## Work instructions
When the string "KernelGenerator" appears in a line of the records, show the whole line.

## Excerpted records

//! Blocked matrix-matrix products, `C = f(op(A) * op(B))`
//!
//! A work-group owns an `ML x NL` tile of the result with
//! `ML = local_size_0 * ms` and `NL = local_size_1 * ns`. Each worker
//! accumulates an `ms x ns` register block whose rows are strided by
//! `local_size_0` and columns by `local_size_1`. Operand extents must be
//! multiples of the tile and of `kl`.

use super::primitives::{LocalMemory, LOCAL_BARRIER};
use super::render::{collect_args, matrix_element, render, AccessCtx};
use super::{
    entry_name, open_kernel, require_scalar_width, require_statements, single_product,
    wrong_target, GeneratedProgram, GroupCount, KernelEntry, KernelGenerator, KernelStream,
    LaunchGeometry,
};
use crate::diagnostics::GenError;
use crate::ops::{Expr, Operation, OperationKind};
use crate::profiles::MatrixProductParams;

pub struct MatrixProductGenerator {
    params: MatrixProductParams,
    lhs_transposed: bool,
    rhs_transposed: bool,
}

impl MatrixProductGenerator {
    pub fn new(params: MatrixProductParams, lhs_transposed: bool, rhs_transposed: bool) -> Self {
        Self {
            params,
            lhs_transposed,
            rhs_transposed,
        }
    }
}

/// `#pragma unroll` loop over `[0, bound)`
fn unrolled(stream: &mut KernelStream, var: &str, bound: u32) {
    stream.line("#pragma unroll");
    stream.open(format!("for (unsigned int {var} = 0; {var} < {bound}u; ++{var})"));
}

fn cooperative(stream: &mut KernelStream, var: &str, first: &str, bound: u32, step: u32) {
    stream.open(format!(
        "for (unsigned int {var} = {first}; {var} < {bound}u; {var} += {step}u)"
    ));
}

impl KernelGenerator for MatrixProductGenerator {
    fn kind(&self) -> OperationKind {
        OperationKind::MatrixProduct {
            lhs_transposed: self.lhs_transposed,
            rhs_transposed: self.rhs_transposed,
        }
    }

    fn profile(&self) -> String {
        self.params.to_string()
    }

    fn generate(&self, operation: &Operation) -> Result<GeneratedProgram, GenError> {
        require_statements(operation)?;
        let kind = self.kind();
        let p = &self.params;
        require_scalar_width(kind, p.simd_width)?;

        if operation.statements.len() != 1 {
            return Err(GenError::InconsistentBatch {
                what: format!(
                    "a matrix product per program, found {} statements",
                    operation.statements.len()
                ),
            });
        }
        let statement = &operation.statements[0];
        let Expr::Matrix(target) = &statement.target else {
            return Err(wrong_target(kind, 0, "matrix", &statement.target));
        };
        let product = single_product(kind, 0, statement)?;
        let shape_error = |reason: String| GenError::ProductShape {
            kind,
            statement: 0,
            reason,
        };
        let (Expr::Matrix(lhs), Some(Expr::Matrix(rhs))) =
            (product.lhs.as_ref(), product.rhs.as_deref())
        else {
            return Err(shape_error("both operands must be matrices".to_string()));
        };
        if lhs.transposed != self.lhs_transposed || rhs.transposed != self.rhs_transposed {
            return Err(shape_error(format!(
                "operand transposition does not match a {} kernel",
                kind
            )));
        }
        if lhs.logical_cols() != rhs.logical_rows() {
            return Err(shape_error(format!(
                "inner extents differ (`{}` against `{}`)",
                lhs.logical_cols(),
                rhs.logical_rows()
            )));
        }
        if target.logical_rows() != lhs.logical_rows() || target.logical_cols() != rhs.logical_cols() {
            return Err(shape_error(format!(
                "`{}` is not {} x {}",
                target.name,
                lhs.logical_rows(),
                rhs.logical_cols()
            )));
        }

        let numeric_type = operation.numeric_type;
        let scalar = numeric_type.cl_name();
        let (ml, nl) = (p.tile_rows(), p.tile_cols());
        let (ls0, ls1) = (p.local_size_0, p.local_size_1);
        let (ms, ns, ks, kl) = (p.ms, p.ns, p.ks, p.kl);
        let (lf0, lf1) = (p.local_fetch_0, p.local_fetch_1);
        let staged = p.use_lhs_local || p.use_rhs_local;

        let args = collect_args(operation, 1)?;
        let geometry = LaunchGeometry::new_2d(
            (ls0, ls1),
            (
                GroupCount::Cover {
                    extent: lhs.logical_rows().clone(),
                    tile: ml,
                },
                GroupCount::Cover {
                    extent: rhs.logical_cols().clone(),
                    tile: nl,
                },
            ),
        );
        let local_a = LocalMemory::new("lA", scalar, &[kl, ml + 1]);
        let local_b = LocalMemory::new("lB", scalar, &[kl, nl + 1]);
        let mut local_mem_bytes = 0;
        if p.use_lhs_local {
            local_mem_bytes += local_a.size_bytes(numeric_type.size_of());
        }
        if p.use_rhs_local {
            local_mem_bytes += local_b.size_bytes(numeric_type.size_of());
        }

        let name = entry_name(kind);
        let mut stream = KernelStream::new();
        open_kernel(&mut stream, &name, &geometry, &args);
        if p.use_lhs_local {
            stream.line(local_a.declare());
        }
        if p.use_rhs_local {
            stream.line(local_b.declare());
        }
        stream.line("unsigned int lid0 = get_local_id(0);");
        stream.line("unsigned int lid1 = get_local_id(1);");
        stream.line(format!("unsigned int gm = get_group_id(0) * {ml}u;"));
        stream.line(format!("unsigned int gn = get_group_id(1) * {nl}u;"));
        if staged {
            stream.line(format!("unsigned int flat = lid0 + lid1 * {ls0}u;"));
            stream.line(format!("unsigned int fid0 = flat % {lf0}u;"));
            stream.line(format!("unsigned int fid1 = flat / {lf0}u;"));
        }
        stream.line(format!("{scalar} rC[{ms}][{ns}];"));
        stream.line(format!("{scalar} rA[{ks}][{ms}];"));
        stream.line(format!("{scalar} rB[{ks}][{ns}];"));

        let neutral = product.reduce.neutral(numeric_type);
        unrolled(&mut stream, "m", ms);
        unrolled(&mut stream, "n", ns);
        stream.line(format!("rC[m][n] = {neutral};"));
        stream.close();
        stream.close();

        let shared = lhs.logical_cols().to_string();
        stream.open(format!(
            "for (unsigned int k0 = 0; k0 < {shared}; k0 += {kl}u)"
        ));

        let ctx = AccessCtx::new(numeric_type);
        if p.use_lhs_local {
            // Consecutive fetch workers read adjacent addresses
            if lhs.contiguous_along_rows() {
                cooperative(&mut stream, "a", "fid1", kl, lf1);
                cooperative(&mut stream, "b", "fid0", ml, lf0);
                let src = matrix_element(lhs, &ctx.with_element("gm + b", "k0 + a"))?;
                stream.line(format!("{} = {};", local_a.access(&["a", "b"]), src));
            } else {
                cooperative(&mut stream, "a", "fid1", ml, lf1);
                cooperative(&mut stream, "b", "fid0", kl, lf0);
                let src = matrix_element(lhs, &ctx.with_element("gm + a", "k0 + b"))?;
                stream.line(format!("{} = {};", local_a.access(&["b", "a"]), src));
            }
            stream.close();
            stream.close();
        }
        if p.use_rhs_local {
            if rhs.contiguous_along_rows() {
                cooperative(&mut stream, "a", "fid1", nl, lf1);
                cooperative(&mut stream, "b", "fid0", kl, lf0);
                let src = matrix_element(rhs, &ctx.with_element("k0 + b", "gn + a"))?;
                stream.line(format!("{} = {};", local_b.access(&["b", "a"]), src));
            } else {
                cooperative(&mut stream, "a", "fid1", kl, lf1);
                cooperative(&mut stream, "b", "fid0", nl, lf0);
                let src = matrix_element(rhs, &ctx.with_element("k0 + a", "gn + b"))?;
                stream.line(format!("{} = {};", local_b.access(&["a", "b"]), src));
            }
            stream.close();
            stream.close();
        }
        if staged {
            stream.line(LOCAL_BARRIER);
        }

        stream.open(format!("for (unsigned int k = 0; k < {kl}u; k += {ks}u)"));
        let a_row = format!("lid0 + m * {ls0}u");
        let b_col = format!("lid1 + n * {ls1}u");

        unrolled(&mut stream, "kk", ks);
        unrolled(&mut stream, "m", ms);
        let a_src = if p.use_lhs_local {
            local_a.access(&["k + kk", a_row.as_str()])
        } else {
            matrix_element(lhs, &ctx.with_element(&format!("gm + {a_row}"), "k0 + k + kk"))?
        };
        stream.line(format!("rA[kk][m] = {a_src};"));
        stream.close();
        stream.close();

        unrolled(&mut stream, "kk", ks);
        unrolled(&mut stream, "n", ns);
        let b_src = if p.use_rhs_local {
            local_b.access(&["k + kk", b_col.as_str()])
        } else {
            matrix_element(rhs, &ctx.with_element("k0 + k + kk", &format!("gn + {b_col}")))?
        };
        stream.line(format!("rB[kk][n] = {b_src};"));
        stream.close();
        stream.close();

        unrolled(&mut stream, "kk", ks);
        unrolled(&mut stream, "m", ms);
        unrolled(&mut stream, "n", ns);
        let term = product.combine.apply("rA[kk][m]", "rB[kk][n]");
        stream.line(format!("rC[m][n] = {};", product.reduce.combine("rC[m][n]", &term)));
        stream.close();
        stream.close();
        stream.close();

        stream.close();
        if staged {
            // Tiles are refilled by the next trip
            stream.line(LOCAL_BARRIER);
        }
        stream.close();

        unrolled(&mut stream, "m", ms);
        unrolled(&mut stream, "n", ns);
        stream.line(format!("unsigned int row = gm + {a_row};"));
        stream.line(format!("unsigned int col = gn + {b_col};"));
        let out = AccessCtx::new(numeric_type)
            .with_element("row", "col")
            .with_product("rC[m][n]");
        stream.line(format!(
            "{} {} {};",
            render(&statement.target, &out)?,
            statement.assign.token(),
            render(&statement.value, &out)?
        ));
        stream.close();
        stream.close();
        stream.close();

        Ok(GeneratedProgram {
            source: stream.finish(),
            entries: vec![KernelEntry {
                name,
                args,
                geometry,
                local_mem_bytes,
                scratch_elements: 0,
            }],
            profile: self.profile(),
        })
    }
}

## Exercise output
    wrong_target, GeneratedProgram, GroupCount, KernelEntry, KernelGenerator, KernelStream,
impl KernelGenerator for MatrixProductGenerator {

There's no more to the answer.